Mr. Tigg hatte den Kopf einen Augenblick zum Fenster hinausgesteckt und sagte, als er ihn wieder hereinzog, der Grund sei, daß der Junge bis auf die Haut durchnäßt sein müsse.

»Geschieht ihm ganz recht«, brummte Jonas. »Freut mich nur. Was, zum Teufel, brauchen Sie da halten zu lassen? Wollen Sie ihn vielleicht zum Trocknen aufhängen?«

»Ich hätte eigentlich Lust, ihn herein in den Wagen zu nehmen«, bemerkte Mr. Montague zögernd.

»Na, dafür bedanke ich mich bestens«, sagte Jonas. »Weiter fehlte uns gerade nichts. Den durchnäßten Burschen auch noch hier zu haben! Lassen Sie ihn nur, wo er ist; er fürchtet sich nicht vor dem bißchen Donnern und Blitzen, dächte ich, wenn auch andere sich fürchten. Fahren Sie nur zu, Kutscher – oder möchten Sie vielleicht auch den hereinnehmen?« höhnte er. »Und die Pferde dazu?«

»Fahren Sie nicht wieder so toll drauflos wie vorhin«, ermahnte Mr. Montague den Kutscher, »und geben Sie ein bißchen acht. Sie waren verwünscht dicht am Graben, als ich Sie vorhin anrief.«

Davon war nicht ein Wort wahr, und Jonas sagte es auch brüsk heraus, als sie wieder weiterfuhren. Mr. Montague nahm jedoch wenig oder gar keine Notiz davon, sondern wiederholte bloß, es sei »keine Nacht zum Reisen«. Und sowohl jetzt wie auch später verriet er ununterbrochen eine große Ängstlichkeit.

Jonas hingegen hatte seine frühere gute Laune wiedergewonnen, wenn man diese Bezeichnung auf den Zustand anwenden kann, in dem er die Stadt verlassen hatte. Immer wieder führte er die Flasche zum Mund, sang einzelne Strophen aus Liedern, mißtönend und ohne auf die Melodie Rücksicht zu nehmen, und nötigte dadurch seinen stummen Freund, in seine Lustigkeit mit einzustimmen.
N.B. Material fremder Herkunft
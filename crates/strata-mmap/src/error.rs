//! Error types for mapped-file operations.

use std::io;
use std::path::PathBuf;
use thiserror::Error;

#[derive(Error, Debug)]
pub enum StorageError {
    #[error("I/O error: {0}")]
    Io(#[from] io::Error),

    #[error("file {0} was never initialized and cannot be opened read-only")]
    Uninitialized(PathBuf),

    #[error("invalid file header in {path}: {details}")]
    InvalidHeader { path: PathBuf, details: String },

    #[error("file is mapped read-only")]
    ReadOnly,

    #[error("range [{offset}, +{len}) lies beyond the mapped region of {mapped} bytes")]
    OutOfBounds { offset: u64, len: u64, mapped: u64 },

    #[error("range [{offset}, +{len}) straddles an extent boundary (extent size {extent_size})")]
    StraddlesExtent { offset: u64, len: u64, extent_size: u64 },
}

pub type Result<T> = std::result::Result<T, StorageError>;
»Sie sind der beste Gesellschafter von der Welt, lieber Freund«, sagte Mr. Montague mit gepreßter Stimme, »und im allgemeinen unwiderstehlich. Aber diese Nacht – – haben Sie jetzt gehört?«

»Donnerwetter noch mal, natürlich höre ich’s und sehe es obendrein«, rief Jonas, vor dem Blitz, der in diesem Augenblick das ganze Firmament durchzuckte, sich die Augen beschattend. »Aber was weiter? Geht das Sie oder mich oder unsere Angelegenheiten an, was? Chorus! Chorus!
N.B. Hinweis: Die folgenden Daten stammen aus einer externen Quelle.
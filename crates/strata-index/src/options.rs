//! Construction parameters for a key index.

use strata_mmap::AccessMode;

/// Construction parameters for [`crate::KvIndex::open`].
///
/// The count hints only size files and fix the row-block length when the
/// index is first created; they have no effect on an existing index.
#[derive(Debug, Clone)]
pub struct IndexOptions {
    /// Expected number of distinct keys.
    pub key_count_hint: u64,
    /// Expected total number of indexed rows. Together with
    /// `key_count_hint` this fixes the row-block length at creation time.
    pub record_count_hint: u64,
    /// Expected number of commits over the index's life; sizes the space
    /// reserved for key-directory generations.
    pub tx_count_hint: u64,
    /// How the backing files are opened.
    pub mode: AccessMode,
    /// Pin reads to the generation whose metadata sits at this offset,
    /// instead of tracking the latest published one.
    pub tx_address: Option<u64>,
}

impl Default for IndexOptions {
    fn default() -> Self {
        Self {
            key_count_hint: 1024,
            record_count_hint: 65536,
            tx_count_hint: 16,
            mode: AccessMode::Append,
            tx_address: None,
        }
    }
}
Soll es blitzen durch den Sturm,
Bis es treibt den roten Wurm
Aus dem Feld, draus Galgen ragen.
Toten hat der Blitz nichts an;
Retten kann sich nicht der Mann,
Dessen letzte Stund geschlagen.

Famoses altes Lied«, schloß er mit einem Fluch, als er, fast über sich selbst verwundert, in seinem Gesange innehielt. »Ich hab’s seit meiner Knabenzeit nicht mehr gehört. Weiß der Teufel, wie’s mir gerade jetzt in den Kopf kommt. Vielleicht hat mir’s der Blitz hineingejagt. ›Den Toten hat der Blitz nichts an‹, nein, nein, und ein Entrinnen gibt’s auch nicht, selbstverständlich nicht. Hahaha.«

Seine Fröhlichkeit hatte etwas so seltsam Schauerliches und paßte so unbeschreiblich gut zu dem Schrecken der Nacht, die sie roh verhöhnte, daß Mr. Montague, der ohnedies eine Memme von Haus aus war, vor ihm förmlich zurückbebte. Statt daß Jonas sein Werkzeug gewesen wäre, waren jetzt die Rollen vertauscht. Aber auch das ließe sich beruhigend erklären, dachte Mr. Montague. Das Bewußtsein der Erniedrigung mußte einen solchen Menschen antreiben, sich mit lärmender Ausgelassenheit zu betäuben, um seine wirkliche Lage zu vergessen. Für solche Dinge hatte Mr. Montague aus Erfahrung einen scharfen Blick, und er zögerte daher nicht, dieses Argument in seiner ganzen Gewichtigkeit anzuerkennen. Dennoch wollte ihn ein gewisses unheimliches Gefühl nicht verlassen, und er fühlte sich verzagt und unruhig.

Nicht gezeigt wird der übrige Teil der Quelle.